Terrorismo, arrestato a Roma appartenente a gruppo jihadista

E' stato arrestato un tunisino di 34 anni appartenente al gruppo terroristico Ansar Al-Sharia. Perquisizioni in tutto il Lazio

Alle prime luci dell’alba di oggi è stata avviata una vasta operazione di controllo in tutto il Lazio. L’operazione, denominata Black Flag, aveva lo scopo di verificare e individuare eventuali soggetti collegati al mondo del terrorismo armato, in particolar modo quello jihadista, al fine di contrastare possibili attività terroristiche.

La vasta operazione a portato a numerose perquisizioni in tutta la regione, ed anche ad un arresto: si tratterebbe di Hmidi Saber, tunisino trentaquattrenne già in carcere a Rebibbia per altra causa. Stando a quanto riscontrato, l’uomo sarebbe un membro del gruppo terroristico Ansar Al-Sharia, attivo in tutto il nord africa e affiliato direttamente con Al Qaeda.

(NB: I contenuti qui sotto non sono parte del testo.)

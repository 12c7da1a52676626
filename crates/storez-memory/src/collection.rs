//! In-memory collection.

use std::sync::{RwLock, RwLockReadGuard, RwLockWriteGuard, PoisonError, Weak};

use async_trait::async_trait;
use serde::Serialize;
use serde_json::{Map, Value};
use tracing::{debug, instrument};

use storez_core::error::{Error, InvalidInputError};
use storez_core::traits::Collection;
use storez_core::{ChangeResult, CollectionData, FieldData, Item, Result, RetrievalResult};

use crate::store::{MemoryStore, StoreInner};

/// A collection held entirely in process memory.
///
/// Entries are kept in insertion order under string keys. Nothing is
/// persisted.
pub struct MemoryCollection<T> {
    name: String,
    store: Weak<StoreInner>,
    state: RwLock<State<T>>,
}

struct State<T> {
    entries: Vec<(String, T)>,
    schema: Option<Vec<FieldData>>,
}

impl<T: Item> MemoryCollection<T> {
    pub(crate) fn new(name: &str, store: Weak<StoreInner>) -> Self {
        Self {
            name: name.to_string(),
            store,
            state: RwLock::new(State {
                entries: Vec::new(),
                schema: None,
            }),
        }
    }

    /// Returns the store this collection belongs to, if it is still alive.
    pub fn store(&self) -> Option<MemoryStore> {
        self.store.upgrade().map(MemoryStore::from_inner)
    }

    /// Merge `patch` over the entry at `key`.
    ///
    /// Fields of the existing entry survive unless `patch` sets them.
    /// Returns the before/after pair, or `None` if the merged entry is equal
    /// to the existing one.
    ///
    /// # Errors
    ///
    /// Returns [`InvalidInputError::Entry`] if `patch` is not a JSON object
    /// or the merged entry does not decode as `T`. The collection is left
    /// unchanged.
    #[instrument(skip(self, patch), fields(collection = %self.name))]
    pub fn put(&self, key: &str, patch: impl Serialize) -> Result<Option<ChangeResult<T>>> {
        let patch = match serde_json::to_value(patch) {
            Ok(Value::Object(map)) => map,
            Ok(_) => return Err(entry_error(key, "patch must be a JSON object")),
            Err(e) => return Err(entry_error(key, e.to_string())),
        };

        let mut state = self.write();
        let position = state.entries.iter().position(|(k, _)| k == key);
        let initial = position.map(|i| state.entries[i].1.clone());

        let previous = match &initial {
            Some(entry) => Some(to_object(key, entry)?),
            None => None,
        };

        let mut merged = previous.clone().unwrap_or_default();
        merged.extend(patch);

        let new: T = serde_json::from_value(Value::Object(merged))
            .map_err(|e| entry_error(key, e.to_string()))?;

        // Compare what T keeps, not the raw merge.
        if let Some(previous) = &previous
            && *previous == to_object(key, &new)?
        {
            debug!(key, "Entry unchanged");
            return Ok(None);
        }

        match position {
            Some(i) => state.entries[i].1 = new.clone(),
            None => state.entries.push((key.to_string(), new.clone())),
        }

        debug!(key, created = initial.is_none(), "Entry stored");
        Ok(Some(ChangeResult { initial, new }))
    }

    /// Returns a copy of the entry at `key`.
    pub fn get(&self, key: &str) -> Option<T> {
        self.read()
            .entries
            .iter()
            .find(|(k, _)| k == key)
            .map(|(_, v)| v.clone())
    }

    /// Removes and returns the entry at `key`.
    pub fn remove(&self, key: &str) -> Option<T> {
        let mut state = self.write();
        let position = state.entries.iter().position(|(k, _)| k == key)?;
        Some(state.entries.remove(position).1)
    }

    /// Keys in insertion order.
    pub fn keys(&self) -> Vec<String> {
        self.read().entries.iter().map(|(k, _)| k.clone()).collect()
    }

    pub fn len(&self) -> usize {
        self.read().entries.len()
    }

    pub fn is_empty(&self) -> bool {
        self.read().entries.is_empty()
    }

    /// Set an explicit schema, reported by `fetch` instead of derived fields.
    pub fn define_fields(&self, fields: Vec<FieldData>) {
        self.write().schema = Some(fields);
    }

    fn snapshot(&self) -> Result<CollectionData<T>> {
        let state = self.read();
        let entries: Vec<T> = state.entries.iter().map(|(_, v)| v.clone()).collect();

        let fields = match &state.schema {
            Some(schema) => schema.clone(),
            None => derive_fields(&state.entries)?,
        };

        Ok(CollectionData::new(fields, entries))
    }

    fn read(&self) -> RwLockReadGuard<'_, State<T>> {
        self.state.read().unwrap_or_else(PoisonError::into_inner)
    }

    fn write(&self) -> RwLockWriteGuard<'_, State<T>> {
        self.state.write().unwrap_or_else(PoisonError::into_inner)
    }
}

#[async_trait]
impl<T: Item> Collection<T> for MemoryCollection<T> {
    fn name(&self) -> &str {
        &self.name
    }

    #[instrument(skip(self), fields(collection = %self.name))]
    async fn fetch(&self) -> RetrievalResult<T> {
        match self.snapshot() {
            Ok(data) => RetrievalResult::success(&self.name, data),
            Err(e) => RetrievalResult::failure(&self.name, e.to_string()),
        }
    }
}

impl<T> std::fmt::Debug for MemoryCollection<T> {
    fn fmt(&self, f: &mut std::fmt::Formatter<'_>) -> std::fmt::Result {
        f.debug_struct("MemoryCollection")
            .field("name", &self.name)
            .finish_non_exhaustive()
    }
}

/// Fields are the union of the entries' top-level keys, in first-seen
/// order, typed by the JSON kind of the first value seen.
fn derive_fields<T: Item>(entries: &[(String, T)]) -> Result<Vec<FieldData>> {
    let mut fields: Vec<FieldData> = Vec::new();

    for (key, entry) in entries {
        for (name, value) in to_object(key, entry)? {
            if !fields.iter().any(|f| f.name == name) {
                let kind = FieldData::kind_of(&value);
                fields.push(FieldData::new(name, kind));
            }
        }
    }

    Ok(fields)
}

fn to_object<T: Item>(key: &str, entry: &T) -> Result<Map<String, Value>> {
    match serde_json::to_value(entry) {
        Ok(Value::Object(map)) => Ok(map),
        Ok(_) => Err(entry_error(key, "entries must serialize as JSON objects")),
        Err(e) => Err(entry_error(key, e.to_string())),
    }
}

fn entry_error(key: &str, reason: impl Into<String>) -> Error {
    Error::InvalidInput(InvalidInputError::Entry {
        key: key.to_string(),
        reason: reason.into(),
    })
}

L’uomo si trova già in carcere in quanto, nel Novembre del 2014, aveva avviato una collutazione con degli agenti durante un posto di blocco. L’uomo, con regolare permesso di soggiorno, era stato fermato per un normale controllo, ma nella sua auto sono stati rinvenuti passamontagna, guanti in lattice e una bomboletta anti-aggressione. Alla richiesta di spiegazioni, l’uomo ha estratto una pistola, iniziando a sparare. E’ stato rapidamente rintracciato, e condannato 3 anni e 8 mesi

Durante il periodo in carcere, Saber è stato attentamente monitorato. E’ emersa la sua posizione all’interno di un gruppo di preghiera dai modi piuttosti violenti: è stato il mandante di diverse spedizioni punitive, sia durante la sua permanenza nel carcere di Civitavecchia che in quello di Frosinone, e successivamente anche a Napoli, Salerno e Viterbo. L’elemento di svolta però è arrivato durante una telefonata con la famiglia di Saber, quando sarebbe emersa una conoscenza con Zarrouk Kamal, leader di Ansar Al-Sharia recentemente morto in Siria, a Raqqa.

Dalle indagini svolte, sarebbe emerso che Saber avesse intrecciato un rapporto con l’Islam radicale già nel 2011, dopo un primo soggiorno in carcere a Velletri. Da allora ha iniziato a pregare assiduamente e a frequentare le moschee, e sarebbe entrato in contatto diretto con degli appartenenti a Ansar Al-Sharia.

A seguito delle perquisizioni di oggi è stato possibile identificare rapidamente l’uomo, attualmente detenuto a Rebibbia, al quale è stata notificata un’altra ordinanza di custodia cautelare.